Records to use Start Marker

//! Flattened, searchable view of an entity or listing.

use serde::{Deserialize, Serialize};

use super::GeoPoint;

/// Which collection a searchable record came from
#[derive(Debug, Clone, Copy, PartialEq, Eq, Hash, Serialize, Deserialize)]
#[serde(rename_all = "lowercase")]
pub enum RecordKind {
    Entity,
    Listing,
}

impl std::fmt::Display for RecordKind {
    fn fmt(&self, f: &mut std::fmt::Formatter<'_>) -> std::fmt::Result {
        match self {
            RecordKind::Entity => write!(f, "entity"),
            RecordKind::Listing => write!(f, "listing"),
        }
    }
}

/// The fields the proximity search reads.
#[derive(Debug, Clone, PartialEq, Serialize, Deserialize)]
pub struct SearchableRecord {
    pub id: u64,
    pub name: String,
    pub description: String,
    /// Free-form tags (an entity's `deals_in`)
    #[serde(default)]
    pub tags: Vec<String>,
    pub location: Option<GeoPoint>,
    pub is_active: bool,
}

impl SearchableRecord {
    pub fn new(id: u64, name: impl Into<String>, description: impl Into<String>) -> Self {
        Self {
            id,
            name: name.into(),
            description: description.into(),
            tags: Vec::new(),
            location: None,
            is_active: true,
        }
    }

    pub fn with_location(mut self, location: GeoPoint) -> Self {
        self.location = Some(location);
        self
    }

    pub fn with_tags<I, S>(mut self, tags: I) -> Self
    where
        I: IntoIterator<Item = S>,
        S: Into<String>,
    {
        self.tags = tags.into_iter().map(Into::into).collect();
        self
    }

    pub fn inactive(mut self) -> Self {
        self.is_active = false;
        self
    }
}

Records to use End Marker
Records to use Start Marker

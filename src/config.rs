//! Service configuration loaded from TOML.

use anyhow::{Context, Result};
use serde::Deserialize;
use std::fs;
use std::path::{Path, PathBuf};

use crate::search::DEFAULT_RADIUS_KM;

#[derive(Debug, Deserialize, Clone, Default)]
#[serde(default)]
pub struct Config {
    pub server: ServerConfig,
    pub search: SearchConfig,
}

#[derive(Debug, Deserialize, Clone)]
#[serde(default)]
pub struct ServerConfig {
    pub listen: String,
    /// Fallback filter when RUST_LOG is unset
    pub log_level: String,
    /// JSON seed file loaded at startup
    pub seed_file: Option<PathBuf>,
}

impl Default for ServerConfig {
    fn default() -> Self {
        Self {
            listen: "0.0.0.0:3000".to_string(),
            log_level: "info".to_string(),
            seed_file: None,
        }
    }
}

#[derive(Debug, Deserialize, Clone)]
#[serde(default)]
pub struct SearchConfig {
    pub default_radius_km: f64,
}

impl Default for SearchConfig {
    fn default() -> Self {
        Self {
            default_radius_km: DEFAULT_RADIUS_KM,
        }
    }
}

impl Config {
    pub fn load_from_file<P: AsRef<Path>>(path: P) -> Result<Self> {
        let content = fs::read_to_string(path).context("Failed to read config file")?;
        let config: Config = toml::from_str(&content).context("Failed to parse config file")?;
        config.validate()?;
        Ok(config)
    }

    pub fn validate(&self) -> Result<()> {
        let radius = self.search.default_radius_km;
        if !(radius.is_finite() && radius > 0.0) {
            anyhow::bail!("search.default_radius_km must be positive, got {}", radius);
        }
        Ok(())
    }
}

Records to use End Marker

Go over the records above line by line and count those holding the word "SearchConfig". Reply only with the number.

3